1 files changed, 20 insertions, 7 deletions

diff --git a/src/evaluate.c b/src/evaluate.c
index 4ca14842..311c86c5 100644
--- a/src/evaluate.c
+++ b/src/evaluate.c
@@ -649,6 +649,13 @@ static int expr_evaluate_payload(struct eval_ctx *ctx, struct expr **exprp)
 	return 0;
 }
 
+static int expr_error_base(struct list_head *msgs, const struct expr *e)
+{
+	return expr_error(msgs, e,
+			  "meta nfproto ipv4 or ipv6 must be specified "

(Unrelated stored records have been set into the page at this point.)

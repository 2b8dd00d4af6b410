//! Validation failures raised by the dispatch and settlement engines
//!
//! These never reach the back-office: the action is blocked locally and the
//! message is shown to the operator.

use rust_decimal::Decimal;
use thiserror::Error;
use uuid::Uuid;

use crate::models::{AssetStatus, OrderStatus};

#[derive(Error, Debug, Clone, PartialEq, Eq)]
pub enum ReconciliationError {
    #[error("Requested {requested} of {product_name} but only {pending} are pending")]
    ExceedsAvailable {
        product_id: Uuid,
        product_name: String,
        requested: u32,
        pending: u32,
    },

    #[error("Invalid quantity: {0}")]
    InvalidQuantity(String),

    #[error("Invalid amount: {0}")]
    InvalidAmount(String),

    #[error("Product {0} is not part of this order or load")]
    UnknownItem(Uuid),

    #[error("Asset {0} is not part of this load")]
    UnknownAsset(Uuid),

    #[error("A seller must be selected first")]
    SellerNotSelected,

    #[error("An order must be selected first")]
    OrderNotSelected,

    #[error("Order {order_number} does not belong to the selected seller")]
    OrderNotOwned { order_number: String },

    #[error("Order {order_number} cannot be dispatched while {status}")]
    OrderNotDispatchable {
        order_number: String,
        status: OrderStatus,
    },

    #[error("At least one item must have a quantity greater than zero")]
    NoItemsSelected,

    #[error("Asset {code} is not available ({status})")]
    AssetUnavailable { code: String, status: AssetStatus },

    #[error("Payment of {payment} exceeds the current debt of {debt}")]
    Overpayment { payment: Decimal, debt: Decimal },

    #[error("Order is fully delivered: payment of {payment} must settle the full debt of {debt}")]
    UnderpaymentOnFinalDelivery { payment: Decimal, debt: Decimal },

    #[error("Daily load is already closed")]
    LoadClosed,

    #[error("A close request for this load is already in progress")]
    CloseInProgress,
}

impl ReconciliationError {
    /// Stable code for clients
    pub fn code(&self) -> &'static str {
        match self {
            ReconciliationError::ExceedsAvailable { .. } => "EXCEEDS_AVAILABLE",
            ReconciliationError::InvalidQuantity(_) => "INVALID_QUANTITY",
            ReconciliationError::InvalidAmount(_) => "INVALID_AMOUNT",
            ReconciliationError::UnknownItem(_) => "UNKNOWN_ITEM",
            ReconciliationError::UnknownAsset(_) => "UNKNOWN_ASSET",
            ReconciliationError::SellerNotSelected => "SELLER_NOT_SELECTED",
            ReconciliationError::OrderNotSelected => "ORDER_NOT_SELECTED",
            ReconciliationError::OrderNotOwned { .. } => "ORDER_NOT_OWNED",
            ReconciliationError::OrderNotDispatchable { .. } => "ORDER_NOT_DISPATCHABLE",
            ReconciliationError::NoItemsSelected => "NO_ITEMS_SELECTED",
            ReconciliationError::AssetUnavailable { .. } => "ASSET_UNAVAILABLE",
            ReconciliationError::Overpayment { .. } => "OVERPAYMENT",
            ReconciliationError::UnderpaymentOnFinalDelivery { .. } => {
                "UNDERPAYMENT_ON_FINAL_DELIVERY"
            }
            ReconciliationError::LoadClosed => "LOAD_CLOSED",
            ReconciliationError::CloseInProgress => "CLOSE_IN_PROGRESS",
        }
    }

    /// Message shown to operators in Spanish
    pub fn message_es(&self) -> String {
        match self {
            ReconciliationError::ExceedsAvailable {
                product_name,
                requested,
                pending,
                ..
            } => format!(
                "La cantidad de {} ({}) supera el saldo pendiente ({})",
                product_name, requested, pending
            ),
            ReconciliationError::InvalidQuantity(msg) => format!("Cantidad inválida: {}", msg),
            ReconciliationError::InvalidAmount(msg) => format!("Monto inválido: {}", msg),
            ReconciliationError::UnknownItem(_) => {
                "El producto no pertenece a este pedido o despacho".to_string()
            }
            ReconciliationError::UnknownAsset(_) => {
                "El activo no pertenece a este despacho".to_string()
            }
            ReconciliationError::SellerNotSelected => "Seleccione primero un heladero".to_string(),
            ReconciliationError::OrderNotSelected => "Seleccione primero un pedido".to_string(),
            ReconciliationError::OrderNotOwned { order_number } => format!(
                "El pedido {} no pertenece al heladero seleccionado",
                order_number
            ),
            ReconciliationError::OrderNotDispatchable {
                order_number,
                status,
            } => format!(
                "El pedido {} no se puede despachar en estado {}",
                order_number, status
            ),
            ReconciliationError::NoItemsSelected => {
                "Debe despachar al menos un producto con cantidad mayor a cero".to_string()
            }
            ReconciliationError::AssetUnavailable { code, status } => {
                format!("El activo {} no está disponible ({})", code, status)
            }
            ReconciliationError::Overpayment { payment, debt } => format!(
                "El pago de {} supera la deuda actual de {}",
                payment, debt
            ),
            ReconciliationError::UnderpaymentOnFinalDelivery { payment, debt } => format!(
                "Pedido entregado por completo: el pago de {} debe cancelar la deuda total de {}",
                payment, debt
            ),
            ReconciliationError::LoadClosed => "El despacho ya está liquidado".to_string(),
            ReconciliationError::CloseInProgress => {
                "La liquidación de este despacho ya se está procesando".to_string()
            }
        }
    }

    /// Rejections the operator should see as a warning rather than a failure
    pub fn is_warning(&self) -> bool {
        matches!(self, ReconciliationError::ExceedsAvailable { .. })
    }
}

pub type ReconciliationResult<T> = Result<T, ReconciliationError>;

+			  "before %s expression", e->ops->name);
+}
+
 /*
  * RT expression: validate protocol dependencies.
  */
@@ -663,22 +670,17 @@ static int expr_evaluate_rt(struct eval_ctx *ctx, struct expr **expr)
 	switch (rt->rt.key) {
 	case NFT_RT_NEXTHOP4:
 		if (base != &proto_ip)
-			goto err;
+			return expr_error_base(ctx->msgs, rt);
 		break;
 	case NFT_RT_NEXTHOP6:
 		if (base != &proto_ip6)
-			goto err;
+			return expr_error_base(ctx->msgs, rt);
 		break;
 	default:
 		break;
 	}
 
 	return expr_evaluate_primary(ctx, expr);
-
-err:
-	return expr_error(ctx->msgs, rt,
-			  "meta nfproto ipv4 or ipv6 must be specified "
-			  "before routing expression");
 }
 
 /*
@@ -687,10 +689,21 @@ err:
  */
 static int expr_evaluate_ct(struct eval_ctx *ctx, struct expr **expr)
 {
+	const struct proto_desc *base;
 	struct expr *ct = *expr;
 
 	ct_expr_update_type(&ctx->pctx, ct);
 
+	base = ctx->pctx.protocol[PROTO_BASE_NETWORK_HDR].desc;
+	switch (ct->ct.key) {
+	case NFT_CT_SRC:
+	case NFT_CT_DST:
+		if (base != &proto_ip && base != &proto_ip6)
+			return expr_error_base(ctx->msgs, ct);
+	default:
+		break;
+	}
+
 	return expr_evaluate_primary(ctx, expr);
 }